The most common indications for retinal angiography with fluoresceine are: diabetic retinopathy, retinal degeneration, myopic retinopathy, retinal vein occlusion, retinal arterial occlusion, pseudofakic macular oedema etc.
It is done on an outpatient (not hospitalized) mode but needs to dilate your pupils.
Photographs of your eye fundus are taken after an injection of fluoresceine, a dye, in a vein, usually from the elbow or the back of the hand, that is to say the locations normally used in a blood test. After the injection, snapshots of your eye fundus are taken during 5 to 20 minutes.
The total duration of this examination is about one hour: about twenty minutes to dilate the pupils, twenty minutes for the injection and taking the photographs and twenty minutes of prudence waiting time before you leave.
During the examination, you are requested to keep calm and strictly follow the instructions given by your ophthalmologist.
In the vast majority of the cases, the examination is well tolerated and you can leave and return within hours to your normal activities.
A control will be necessary at a date which will be recommended by your ophthalmologist.
As in any invasive procedure, there are side effects, the majority of which is not serious:
* Glare, due to the laser session itself and to the pupil dilation, will be felt throughout the examination and will last 2 hours.
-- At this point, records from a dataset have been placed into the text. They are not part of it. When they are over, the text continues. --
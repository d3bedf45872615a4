/// Errors from the API transport layer.
use serde_json::Value;
use thiserror::Error;

/// Raw failures raised by an API client, before classification.
#[derive(Debug, Clone, Error)]
pub enum ApiError {
    /// HTTP 429. The body usually carries a `detail` message.
    #[error("rate limited: {body}")]
    RateLimited {
        /// Parsed response body.
        body: Value,
    },

    /// Any other non-success status, with its parsed body.
    #[error("request failed with status {status}: {body}")]
    RequestFailed {
        /// HTTP status code.
        status: u16,
        /// Parsed response body.
        body: Value,
    },

    /// Connection, TLS, timeout or decoding failure.
    #[error("{0}")]
    Transport(String),
}

impl From<reqwest::Error> for ApiError {
    fn from(err: reqwest::Error) -> Self {
        Self::Transport(err.to_string())
    }
}
/// `enrich` command: turn a raw EML into a message data model.
use std::path::Path;

use serde_json::Value;

use crate::api::Artifact;
use crate::cli::args::EnrichArgs;
use crate::cli::{OutputFormat, OutputSink};
use crate::pipeline::{CliError, Pipeline, classify, read_input};

/// Run `sublime enrich`.
///
/// The detail view always goes to stdout. The MDM goes to `-o` if given
/// (`-` is stdout), else to a file named after the input.
///
/// # Errors
///
/// Returns `CliError` on unreadable input, missing key, API failure, or if the
/// response lacks `message_data_model`.
pub fn run(args: &EnrichArgs, pipeline: &mut Pipeline<'_>) -> Result<(), CliError> {
    let artifact = Artifact::from_contents(read_input("-i", &args.input)?);

    let api = pipeline.connect(args.api_key.as_deref())?;
    let result = classify(api.enrich(&artifact))?;

    let sink = match &args.output {
        Some(path) => OutputSink::from_arg(Some(path)),
        None => OutputSink::File(pipeline.workdir_path(&output_file_name(&args.input, args.format))),
    };

    // Details are rendered from the full composite, before narrowing.
    let details = pipeline.render(OutputFormat::Txt, "enrich_details", &result)?;
    pipeline.echo(&details)?;

    let mdm = message_data_model(result)?;
    let rendered = pipeline.render(args.format, "enrich", &mdm)?;
    pipeline.emit(&rendered, &sink)
}

/// `<input stem>.mdm` for json, `<input stem>.txt` for txt.
#[must_use]
pub fn output_file_name(input: &Path, format: OutputFormat) -> String {
    let stem = input
        .file_stem()
        .map_or_else(|| "message".into(), |s| s.to_string_lossy());
    format!("{stem}.{}", format.enrich_extension())
}

fn message_data_model(mut result: Value) -> Result<Value, CliError> {
    result
        .get_mut("message_data_model")
        .map(Value::take)
        .ok_or_else(|| {
            CliError::MalformedResponse("enrich response has no message_data_model".to_owned())
        })
}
It is advisable to have sunglasses when leaving the Cabinet and not to drive as long as you feel this glare.
* Pale yellow coloration of the skin and urine, lasting several, sometimes 24, hours.
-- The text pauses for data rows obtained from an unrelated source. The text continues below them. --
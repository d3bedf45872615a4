/// Error classification: heterogeneous API failures into one `CliError::Api`.
use serde_json::Value;

use super::CliError;
use crate::api::ApiError;

/// Pass a successful result through; classify a failure.
///
/// # Errors
///
/// Returns `CliError::Api` carrying the extracted detail for any `ApiError`.
pub fn classify<T>(result: Result<T, ApiError>) -> Result<T, CliError> {
    result.map_err(classify_error)
}

/// Classify a single API failure.
#[must_use]
pub fn classify_error(err: ApiError) -> CliError {
    let detail = match &err {
        ApiError::RateLimited { body } => body_detail(body),
        ApiError::RequestFailed { status, body } => {
            if body.is_null() {
                format!("request failed with status {status}")
            } else {
                body_detail(body)
            }
        }
        ApiError::Transport(message) => message.clone(),
    };
    tracing::debug!(error = %err, "classified API failure");
    CliError::Api { detail }
}

/// The `detail` field of a structured body, or the whole body if it has none.
fn body_detail(body: &Value) -> String {
    match body.get("detail") {
        Some(Value::String(s)) => s.clone(),
        Some(other) => other.to_string(),
        None => match body {
            Value::String(s) => s.clone(),
            other => other.to_string(),
        },
    }
}
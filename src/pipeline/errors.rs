/// Errors surfaced by the command pipeline.
use std::io;
use std::path::{Path, PathBuf};

use thiserror::Error;

use crate::config::API_KEY_ENV;

/// Every way a command can end without success.
#[derive(Debug, Error)]
pub enum CliError {
    /// No API key from the flag, the environment or the config file.
    #[error(
        "API key not found.\n\n\
         To fix this problem, please use any of the following methods (in order of precedence):\n\
         - Pass it using the -k/--api-key option.\n\
         - Set it in the {env} environment variable.\n\
         - Run '{prog} setup' to save it to the configuration file.",
        env = API_KEY_ENV
    )]
    MissingApiKey {
        /// Program name shown in the `setup` hint.
        prog: String,
    },

    /// `analyze` was given neither `-D` nor `-d` and there is no `detections.pql`.
    #[error("You must specify either a .pql detections file (-D) or a raw detection (-d)")]
    MissingDetectionInput,

    /// A file named on the command line does not exist.
    #[error("Invalid value for '{flag}': File '{}' does not exist.", .path.display())]
    FileNotFound {
        /// Flag that named the file.
        flag: &'static str,
        /// Path as given.
        path: PathBuf,
    },

    /// The server rejected the availability check for a subcommand it does not support.
    #[error("'{name}' subcommand is not implemented yet.")]
    NotImplemented {
        /// Subcommand name.
        name: String,
    },

    /// A classified API failure.
    #[error("API error: {detail}")]
    Api {
        /// Detail extracted from the failure.
        detail: String,
    },

    /// The configuration file could not be read or written.
    #[error("Configuration error: {0}")]
    Config(String),

    /// Reading an input or writing an output failed.
    #[error("{}: {source}", .path.display())]
    Io {
        /// File involved, or `-` for stdout.
        path: PathBuf,
        /// Underlying error.
        source: io::Error,
    },

    /// The API answered successfully with an unexpected shape.
    #[error("Malformed API response: {0}")]
    MalformedResponse(String),

    /// No renderer registered for a format/command pair.
    #[error("No formatter registered for command '{command}'")]
    NoFormatter {
        /// Command name that was looked up.
        command: String,
    },
}

impl CliError {
    /// Wrap an I/O error on `path`.
    pub fn io(path: &Path, source: io::Error) -> Self {
        Self::Io {
            path: path.to_path_buf(),
            source,
        }
    }

    /// Wrap an I/O error on standard output.
    pub fn stdout(source: io::Error) -> Self {
        Self::Io {
            path: PathBuf::from("-"),
            source,
        }
    }

    /// Return the process exit code for this error.
    #[must_use]
    pub fn exit_code(&self) -> i32 {
        match self {
            Self::MissingDetectionInput
            | Self::FileNotFound { .. }
            | Self::NotImplemented { .. } => 2,
            Self::MissingApiKey { .. }
            | Self::Api { .. }
            | Self::Config(_)
            | Self::Io { .. }
            | Self::MalformedResponse(_)
            | Self::NoFormatter { .. } => 1,
        }
    }
}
* Pain at the moment of the injection. The intravenous injection of the product is painless. Mild to moderate pain can occur if the dye flows outside the vein. This incident is of no consequence.
* Transient nausea within the minutes after the injection. It occurs in 8% of the cases. Fasting increases the risk of its occurrence. Vomiting is rare.
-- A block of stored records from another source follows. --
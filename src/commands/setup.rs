/// `setup` command: persist the API key.
use crate::cli::args::SetupArgs;
use crate::config::Config;
use crate::pipeline::{CliError, Pipeline};

/// Run `sublime setup`.
///
/// # Errors
///
/// Returns `CliError::Config` if the configuration file cannot be written.
pub fn run(args: &SetupArgs, pipeline: &mut Pipeline<'_>) -> Result<(), CliError> {
    let config = Config {
        api_key: Some(args.api_key.clone()),
        api_url: args.api_url.clone(),
    };
    let path = pipeline.config().save(&config)?;
    pipeline.echo(&format!("Configuration saved to {}", path.display()))
}

#[cfg(test)]
mod tests {
    use pretty_assertions::assert_eq;
    use serde_json::json;

    use crate::pipeline::testing::Harness;

    #[test]
    fn test_setup_saves_key() {
        let mut h = Harness::responding(Ok(json!({})));

        let code = h.run(&["setup", "-k", "secret"]);

        assert_eq!(code, 0);
        let saved = h.config.saved.borrow().clone().unwrap();
        assert_eq!(saved.api_key.as_deref(), Some("secret"));
        assert_eq!(saved.api_url, None);
        assert_eq!(h.stdout(), "Configuration saved to memory://config.toml\n");
        assert!(h.calls.all().is_empty());
    }
}
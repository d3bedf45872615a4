/// `analyze` command: run detections against an EML or MDM.
use std::fs;
use std::io;
use std::path::Path;

use crate::api::{Artifact, DetectionInput};
use crate::cli::OutputSink;
use crate::cli::args::AnalyzeArgs;
use crate::pipeline::{CliError, Pipeline, classify, read_input};

/// Detections file looked up in the working directory when none is given.
pub const DEFAULT_DETECTIONS_FILE: &str = "detections.pql";

/// Run `sublime analyze`.
///
/// # Errors
///
/// Returns `CliError::MissingDetectionInput` before any API call when there is
/// nothing to run, and `CliError` on unreadable input, missing key, or API failure.
pub fn run(args: &AnalyzeArgs, pipeline: &mut Pipeline<'_>) -> Result<(), CliError> {
    let artifact = Artifact::from_contents(read_input("-i", &args.input)?);
    let detections = detection_input(args, pipeline)?;

    let api = pipeline.connect(args.api_key.as_deref())?;
    let result = classify(api.analyze(&artifact, &detections))?;

    let rendered = pipeline.render(args.format, "analyze", &result)?;
    pipeline.emit(&rendered, &OutputSink::from_arg(args.output.as_deref()))
}

/// `-d`, then `-D`, then the default detections file.
fn detection_input(args: &AnalyzeArgs, pipeline: &Pipeline<'_>) -> Result<DetectionInput, CliError> {
    if let Some(raw) = args.detection.as_deref().filter(|d| !d.is_empty()) {
        return Ok(DetectionInput::Raw(raw.to_owned()));
    }
    if let Some(path) = &args.detections_file {
        return Ok(DetectionInput::Source {
            name: path.display().to_string(),
            source: read_input("-D", path)?,
        });
    }

    let default = pipeline.workdir_path(DEFAULT_DETECTIONS_FILE);
    tracing::debug!(path = %default.display(), "no detections given, trying default");
    read_detections_file(&default)
}

fn read_detections_file(path: &Path) -> Result<DetectionInput, CliError> {
    match fs::read_to_string(path) {
        Ok(source) => Ok(DetectionInput::Source {
            name: path.display().to_string(),
            source,
        }),
        Err(e) if e.kind() == io::ErrorKind::NotFound => Err(CliError::MissingDetectionInput),
        Err(e) => Err(CliError::io(path, e)),
    }
}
* Arterial hypotension may occur in susceptible individuals. It will quickly disappear when lying down.
* Extended pupil dilation for several days. It is annoying by the glare it induces. This risk is unpredictable and very rare.
These incidents are of no concern. If you have ever experienced any of them at a previous angiography, report it below in this document. In such a case, your ophthalmologist will give you medications before the start of the examination in order to improve your comfort and to avoid stop taking photographs.
Serious complications are:
* Severe allergic reaction. It is unpredictable and rare, occurring in less than 1% of cases.
* Crisis of acute glaucoma. This risk is inherent to all dilation of the pupils. It is exceptional and not quantifiable.
* Cardio-vascular shock. It is a serious, sometimes fatal, incident. It can occur unpredictably in spite of all precautions. This complication is extremely rare (less than 220 000 cases of examinations)
These complications can occur during the examination or shortly thereafter. This is why you are asked to wait about 20 minutes after the examination and before leaving the office of your ophthalmologist.
Some retinal lesions may be too small or too deep in the retina to be detected by this examination.
Do not forget to remove, one hour after the completion of the examination, the tape placed on the site of injection
During pregnancy, no complications due to fluoresceine have been reported to the mother neither to the child to be born.
As fluoresceine is excreted in breast milk, it is recommended to discontinue breastfeeding during the two days following the examination.
In case of known allergy to fluoresceine, an oral pre-medication or injection can be proposed to prevent the reactions of intolerance and allergy.
In any doubt, please ask your eye doctor for additional information.